On Mon, Jul 20, 2015 at 10:40:55AM -0700, Tim Bird wrote:
> 
> 
> On 07/17/2015 01:02 PM, Chris Mason wrote:
> > The first patch really doesn't seem to be a problem.  At least from
> > the stats I've seen so far.  How do we get the 10..100th patches,
> > hopefully without 90% of them being whitespace fixes?
> > 
> > We're not going to be able to answer these without
> > actual data.  This means surveys and talking with
> > new developers that we really hope to turn into
> > long term members of the community.
> 
> I may have a data set that is relevant here.
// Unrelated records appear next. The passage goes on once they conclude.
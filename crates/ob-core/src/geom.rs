//! Collision predicates and scalar helpers for one-button games.
//!
//! All functions are pure.  Coordinates are `f64` in whatever unit the game
//! uses; the only fixed-unit helper is [`is_off_screen`], which assumes the
//! 0–100 normalised play field shared by the sample games.
//!
//! Boundary policy differs per predicate and follows the games' behaviour:
//!
//! | Predicate              | Touching boundaries       |
//! |------------------------|---------------------------|
//! | [`collide_boxes`]      | separated                 |
//! | [`collide_rects`]      | separated                 |
//! | [`collide_circles`]    | separated                 |
//! | [`collide_point_rect`] | inside                    |
//! | [`collide_lines`]      | intersecting (endpoints)  |

/// Side length of the normalised play field.
const FIELD_SIZE: f64 = 100.0;

/// Box–box overlap using **centre** coordinates and full extents.
///
/// Boxes whose edges merely touch are not colliding.
#[allow(clippy::too_many_arguments)]
pub fn collide_boxes(
    x1: f64, y1: f64, w1: f64, h1: f64,
    x2: f64, y2: f64, w2: f64, h2: f64,
) -> bool {
    let (hw1, hh1) = (w1 / 2.0, h1 / 2.0);
    let (hw2, hh2) = (w2 / 2.0, h2 / 2.0);

    let (left1, right1) = (x1 - hw1, x1 + hw1);
    let (top1, bottom1) = (y1 - hh1, y1 + hh1);
    let (left2, right2) = (x2 - hw2, x2 + hw2);
    let (top2, bottom2) = (y2 - hh2, y2 + hh2);

    left1 < right2 && right1 > left2 && top1 < bottom2 && bottom1 > top2
}

/// Rectangle–rectangle overlap using **top-left** coordinates.
#[allow(clippy::too_many_arguments)]
pub fn collide_rects(
    x1: f64, y1: f64, w1: f64, h1: f64,
    x2: f64, y2: f64, w2: f64, h2: f64,
) -> bool {
    x1 < x2 + w2 && x1 + w1 > x2 && y1 < y2 + h2 && y1 + h1 > y2
}

/// Circle–circle overlap (Euclidean distance strictly below the radius sum).
pub fn collide_circles(x1: f64, y1: f64, r1: f64, x2: f64, y2: f64, r2: f64) -> bool {
    let dx = x2 - x1;
    let dy = y2 - y1;
    (dx * dx + dy * dy).sqrt() < r1 + r2
}

/// Top-left rectangle vs circle: the closest rectangle point lies strictly
/// inside the circle.
pub fn collide_rect_circle(
    rx: f64, ry: f64, rw: f64, rh: f64,
    cx: f64, cy: f64, cr: f64,
) -> bool {
    let closest_x = clamp(cx, rx, rx + rw);
    let closest_y = clamp(cy, ry, ry + rh);
    let dx = closest_x - cx;
    let dy = closest_y - cy;
    dx * dx + dy * dy < cr * cr
}

/// Point inside a top-left rectangle (edges inclusive).
pub fn collide_point_rect(px: f64, py: f64, rx: f64, ry: f64, rw: f64, rh: f64) -> bool {
    px >= rx && px <= rx + rw && py >= ry && py <= ry + rh
}

/// Point strictly inside a circle.
pub fn collide_point_circle(px: f64, py: f64, cx: f64, cy: f64, cr: f64) -> bool {
    let dx = px - cx;
    let dy = py - cy;
    dx * dx + dy * dy < cr * cr
}

/// Segment (x1,y1)–(x2,y2) intersects segment (x3,y3)–(x4,y4).
///
/// Parallel and collinear segments have a zero determinant and never
/// collide.
#[allow(clippy::too_many_arguments)]
pub fn collide_lines(
    x1: f64, y1: f64, x2: f64, y2: f64,
    x3: f64, y3: f64, x4: f64, y4: f64,
) -> bool {
    let denom = (y4 - y3) * (x2 - x1) - (x4 - x3) * (y2 - y1);
    if denom == 0.0 {
        return false;
    }
    let ua = ((x4 - x3) * (y1 - y3) - (y4 - y3) * (x1 - x3)) / denom;
    let ub = ((x2 - x1) * (y1 - y3) - (y2 - y1) * (x1 - x3)) / denom;
    (0.0..=1.0).contains(&ua) && (0.0..=1.0).contains(&ub)
}

/// `true` if the point lies outside the 0–100 play field by more than `margin`.
pub fn is_off_screen(x: f64, y: f64, margin: f64) -> bool {
    x < -margin || x > FIELD_SIZE + margin || y < -margin || y > FIELD_SIZE + margin
}

/// Constrain `value` to `[min, max]`.
///
/// Unlike `f64::clamp` this never panics: when `min > max` the result is
/// `max`, matching `min(max(value, min), max)`.
#[inline]
pub fn clamp(value: f64, min: f64, max: f64) -> f64 {
    value.max(min).min(max)
}
//! `ob-pool` — entity pools for one-button games.
//!
//! # Crate layout
//!
//! | Module      | Contents                                                   |
//! |-------------|------------------------------------------------------------|
//! | [`pool`]    | `ObjectPool<T>` with reverse visit-then-remove traversal   |
//! | [`map`]     | `PoolMap` — name → `ObjectPool<T>` for any entity type `T` |
//! | [`error`]   | `PoolError`, `PoolResult<T>`                               |
//!
//! # Usage
//!
//! ```rust
//! use ob_pool::PoolMap;
//!
//! struct Rock { x: f64 }
//!
//! let mut pools = PoolMap::new();
//! pools.add("rocks", Rock { x: 100.0 }).unwrap();
//! pools.add("rocks", Rock { x: -5.0 }).unwrap();
//!
//! let rocks = pools.pool_mut::<Rock>("rocks").unwrap();
//! rocks.for_each_and_remove_if(|r, _| r.x -= 1.0, |r, _| r.x < 0.0);
//! assert_eq!(rocks.len(), 1);
//! ```

pub mod error;
pub mod map;
pub mod pool;


pub use error::{PoolError, PoolResult};
pub use map::PoolMap;
pub use pool::ObjectPool;
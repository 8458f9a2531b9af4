//! `ob-analyzer` — scores one-button game designs from simulated play.
//!
//! # Pipeline
//!
//! ```text
//! test_monotonous_patterns ─┐
//!                           ├─► evaluate_game ─► generate_recommendations ─► EvaluationReport
//! compare_player_patterns ──┘
//!
//! [EvaluationReport, …] ─► compare_games ─► GameComparison
//! ```
//!
//! | Module       | Contents                                                      |
//! |--------------|---------------------------------------------------------------|
//! | [`analyzer`] | `GameAnalyzer`: runs the game through every analysis pattern  |
//! | [`rubric`]   | Pure scoring: sub-scores, strengths, advice, comparison       |
//! | [`report`]   | Result types (`EvaluationReport`, `Rating`, …)                |
//! | [`config`]   | `AnalyzerConfig` thresholds and budgets                       |
//!
//! # Rubric
//!
//! | Sub-score   | Range  | Measured from                                          |
//! |-------------|--------|--------------------------------------------------------|
//! | Duration    | -3..=3 | Expert average survival (30/20/15/10/5/2 s cut points) |
//! | Skill gap   | 0..=3  | Expert / beginner average score (3.0/2.0/1.5)          |
//! | Difficulty  | 0..=3  | Beginner ≥ 8 s, score-rate ratio ≥ 1.5, consistency ≥ 0.7 |
//! | Monotonous  | 0/1/3  | How many skill-free patterns survive > 10 s or < 1 s   |
//!
//! The total clamps a negative duration score to zero, giving 0..=12.

pub mod analyzer;
pub mod config;
pub mod error;
pub mod report;
pub mod rubric;

#[cfg(test)]
mod tests;

pub use analyzer::GameAnalyzer;
pub use config::AnalyzerConfig;
pub use error::{AnalyzerError, AnalyzerResult};
pub use report::{
    ArchetypeResult, Evaluation, EvaluationReport, GameComparison, MonotonousResults,
    PatternResult, PlayerResults, Rating,
};
pub use rubric::{
    compare_games, evaluate_game, generate_recommendations, score_consistency, skill_gap,
};
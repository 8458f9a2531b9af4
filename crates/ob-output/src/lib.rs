//! `ob-output` — report and trace output for the one-button analyzer.
//!
//! | Backend                | Files created                               |
//! |------------------------|---------------------------------------------|
//! | [`CsvReportWriter`]    | `evaluations.csv`, `pattern_results.csv`    |
//! | [`JsonReportWriter`]   | `evaluations.json`                          |
//! | [`TickTraceObserver`]  | any path; one row per simulated tick        |
//!
//! Report backends implement [`ReportWriter`].  [`render_report`] and
//! [`render_comparison`] produce the plain-text summaries printed by the
//! demo binary.
//!
//! # Usage
//!
//! ```rust,ignore
//! use ob_output::{CsvReportWriter, ReportWriter};
//!
//! let mut writer = CsvReportWriter::new(Path::new("./output"))?;
//! for report in &reports {
//!     writer.write_report(report)?;
//! }
//! writer.finish()?;
//! ```

pub mod csv;
pub mod error;
pub mod json;
pub mod row;
pub mod text;
pub mod trace;
pub mod writer;


pub use csv::CsvReportWriter;
pub use error::{OutputError, OutputResult};
pub use json::JsonReportWriter;
pub use row::{EvaluationRow, PatternGroup, PatternRow};
pub use text::{ComparisonText, ReportText, render_comparison, render_report};
pub use trace::TickTraceObserver;
pub use writer::ReportWriter;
> Last year I surveyed developers, targeting those who
> 1) had made a change to the kernel that shipped in a commercial product,
> (defined as "qualified" in the survey analysis)
> and
> 2) did not make contributions to mainline
> 
> There were 93 out of 278 "qualified" developers who never submitted a
> patch.  That's about 33% of the developers who responded to the survey.
> I suspect that the no-submission rate for developers who either did
> not see the survey or did not respond to it is much, much higher.
> This survey was focused on developers in the consumer electronics field.
> 
> 25% of all survey respondents (not just the "qualified" ones) reported
> they did not know how to contribute a patch.
> 
> The survey was not detailed enough to determine what parts
> of the submission process caused the most reluctance to contribute.
> 
> I would guess (not very scientifically) that although we have thousands
> of developers contributing to mainline, the pool of developers paid by their
> companies to make products is in the range of 10s of thousands, and
> our rate of conversion to contributors is under 10%.  (I'm not sure
> if that's good or bad.)

I love hard data on this topic, and I really like the idea of trying to find
the pool of actual kernel developers vs the pool of people visible on
the mailing list. 10:1 makes me sad, but I'm not that surprised.

Still, I'll channel Greg for a minute and google "how to send a patch to
the linux kernel".  I'd definitely believe people don't know how to get
their employer to prioritize (allow?) sending the patches in, but I
can't stretch to they don't know how to do it at all.